There's a great temptation going here to say that this type of algorithm is at
a sweet spot for understanding communication, learning, and some physical
systems. The behavior of belief propagation at state transitions is quite
fascinating, and it really feels as though there is a great discovery to be
made there.

I have the utmost respect for coding researchers; every time I read their
papers I get new ideas. If you're a programmer interested in writing fast code
or coming up with new algorithms, I'd recommend occasionally slipping a coding
paper into your reading list.

------
Cogito
Some of the best known codes that approach the Shannon Limit are the Gallager,
or Low-density parity-check, Codes [1], invented by Robert G. Gallager at MIT
in 1960.

The article goes on to mention Gallager, but doesn't provide many references.
It's pretty interesting work so check it out!

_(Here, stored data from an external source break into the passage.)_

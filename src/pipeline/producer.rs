//! Frame producer: turns per-frame camera metadata into capture snapshots
//! and decides which of them are worth validating.

use std::sync::atomic::{AtomicBool, Ordering};
use std::sync::Arc;

use flume::{Receiver, Sender};
use tracing::{debug, info, warn};

use super::message::{ActorKind, HostEvent, RenderMessage};
use crate::capture::{Capture, CaptureSnapshotBuilder, FrameMetadata, ValidationState};
use crate::error::{DeviceError, PipelineError};
use crate::render::ZoomState;
use crate::sensor::{MotionSlot, Orientation};
use crate::CaptureConfig;

#[derive(Debug, Clone, Copy, PartialEq, Eq)]
pub enum ProducerState {
    Preview,
    /// Device failure reported, waiting for the host to retry
    Error,
    /// Renderer is gone
    Stopped,
}

/// What a throttled tick sent to the renderer
#[derive(Debug, Clone, Copy, PartialEq, Eq)]
pub enum Emitted {
    CaptureNextFrame,
    PreviewUpdate,
}

/// The capture gate: a snapshot may be validated only when the user is not
/// touching the screen, the device is still, the validation slot is free and
/// no readiness dimension is NOT_READY.
pub fn capture_gate(
    capture: &Capture,
    slot: ValidationState,
    touched: bool,
    moving: bool,
) -> bool {
    !touched && !moving && slot == ValidationState::Wait && capture.is_ready()
}

/// User input that closes the gate or drives the zoom
#[derive(Clone)]
pub struct InputHandle {
    touched: Arc<AtomicBool>,
    render: Sender<RenderMessage>,
}

impl InputHandle {
    pub fn set_touched(&self, touched: bool) {
        self.touched.store(touched, Ordering::Relaxed);
    }

    pub fn is_touched(&self) -> bool {
        self.touched.load(Ordering::Relaxed)
    }

    /// Zoom key held down. No capture is taken while zooming.
    pub fn zoom_pressed(&self, state: ZoomState) {
        self.set_touched(true);
        let _ = self.render.send(RenderMessage::ChangeZoom(state));
    }

    pub fn zoom_released(&self) {
        self.set_touched(false);
        let _ = self.render.send(RenderMessage::ChangeZoom(ZoomState::None));
    }

    pub fn reset_zoom(&self) {
        let _ = self.render.send(RenderMessage::ChangeZoom(ZoomState::Reset));
    }
}

pub struct FrameProducer {
    builder: Arc<CaptureSnapshotBuilder>,
    motion: MotionSlot,
    orientations: Receiver<Orientation>,
    touched: Arc<AtomicBool>,
    render: Sender<RenderMessage>,
    host: Sender<HostEvent>,
    throttle: u32,
    frame_count: u32,
    /// Orientation not yet forwarded because a capture was in flight
    pending_orientation: Option<Orientation>,
    state: ProducerState,
}

impl FrameProducer {
    pub fn new(
        config: &CaptureConfig,
        builder: Arc<CaptureSnapshotBuilder>,
        motion: MotionSlot,
        orientations: Receiver<Orientation>,
        render: Sender<RenderMessage>,
        host: Sender<HostEvent>,
    ) -> Self {
        Self {
            builder,
            motion,
            orientations,
            touched: Arc::new(AtomicBool::new(false)),
            render,
            host,
            throttle: config.throttle_frames.max(1),
            frame_count: 0,
            pending_orientation: None,
            state: ProducerState::Preview,
        }
    }

    pub fn state(&self) -> ProducerState {
        self.state
    }

    pub fn input_handle(&self) -> InputHandle {
        InputHandle {
            touched: self.touched.clone(),
            render: self.render.clone(),
        }
    }

    /// Per-frame metadata callback. Acts on one frame out of `throttle`.
    pub fn on_capture_completed(&mut self, metadata: &FrameMetadata) -> Option<Emitted> {
        if self.state != ProducerState::Preview {
            return None;
        }
        metrics::counter!("frames_seen").increment(1);
        self.drain_orientations();

        self.frame_count += 1;
        if self.frame_count < self.throttle {
            return None;
        }
        self.frame_count = 0;

        self.builder.build(metadata);
        let mut capture = self.builder.publish();
        let motion = self.motion.load();
        capture.gravity = motion.gravity;
        capture.movement = motion.movement;

        let touched = self.touched.load(Ordering::Relaxed);
        let slot = self.builder.validation_slot();
        let (message, emitted) = if capture_gate(&capture, slot, touched, motion.moving) {
            debug!("Gate open for frame {}: {:?}", metadata.sequence, capture);
            metrics::counter!("captures_requested").increment(1);
            (
                RenderMessage::CaptureNextFrame(capture),
                Emitted::CaptureNextFrame,
            )
        } else {
            (RenderMessage::ChangeCapture(capture), Emitted::PreviewUpdate)
        };

        self.send(message).then_some(emitted)
    }

    /// Orientation changes reach the renderer only while no capture is in
    /// flight; the latest one is held back until then.
    pub fn on_orientation_change(&mut self, orientation: Orientation) {
        self.pending_orientation = Some(orientation);
        self.flush_orientation();
    }

    fn drain_orientations(&mut self) {
        if let Some(orientation) = self.orientations.try_iter().last() {
            self.pending_orientation = Some(orientation);
        }
        self.flush_orientation();
    }

    fn flush_orientation(&mut self) {
        if self.state != ProducerState::Preview || self.builder.is_validating() {
            return;
        }
        if let Some(orientation) = self.pending_orientation.take() {
            debug!("Forwarding orientation {}°", orientation.degrees());
            self.send(RenderMessage::OrientationChange(orientation));
        }
    }

    /// Device failure: reported once, producer idles until [`resume`](Self::resume)
    pub fn on_device_error(&mut self, error: DeviceError) {
        warn!("Camera device error: {}", error);
        if self.state == ProducerState::Error {
            return;
        }
        self.state = ProducerState::Error;
        let _ = self.host.send(HostEvent::SystemError {
            source: ActorKind::Producer,
            error: PipelineError::Device(error),
        });
    }

    pub fn resume(&mut self) {
        if self.state == ProducerState::Error {
            info!("Frame producer resumed");
            self.state = ProducerState::Preview;
            self.frame_count = 0;
        }
    }

    fn send(&mut self, message: RenderMessage) -> bool {
        match self.render.send(message) {
            Ok(()) => true,
            Err(flume::SendError(message)) => {
                warn!("Renderer gone, producer stopping");
                self.state = ProducerState::Stopped;
                if let RenderMessage::CaptureNextFrame(capture)
                | RenderMessage::ChangeCapture(capture) = message
                {
                    self.builder.recycle(capture);
                }
                false
            }
        }
    }
}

[1] <https://en.wikipedia.org/wiki/Low_Density_Parity_Check_Codes>

[2] <https://en.wikipedia.org/wiki/Robert_G._Gallager>

------
imurray
It's been linked to many times on HN, but not yet in these comments: An
accessible textbook (free online) on information theory, and its links to
machine learning: <http://www.inference.phy.cam.ac.uk/mackay/itila/book.html>

Recently video lectures that go with that book also went online:
<http://www.inference.phy.cam.ac.uk/itprnn_lectures/>

------
daviddaviddavid
The resemblance between Claude Shannon and Thomas Vidick (off to the left) is
positively uncanny. They're nearly indistinguishable.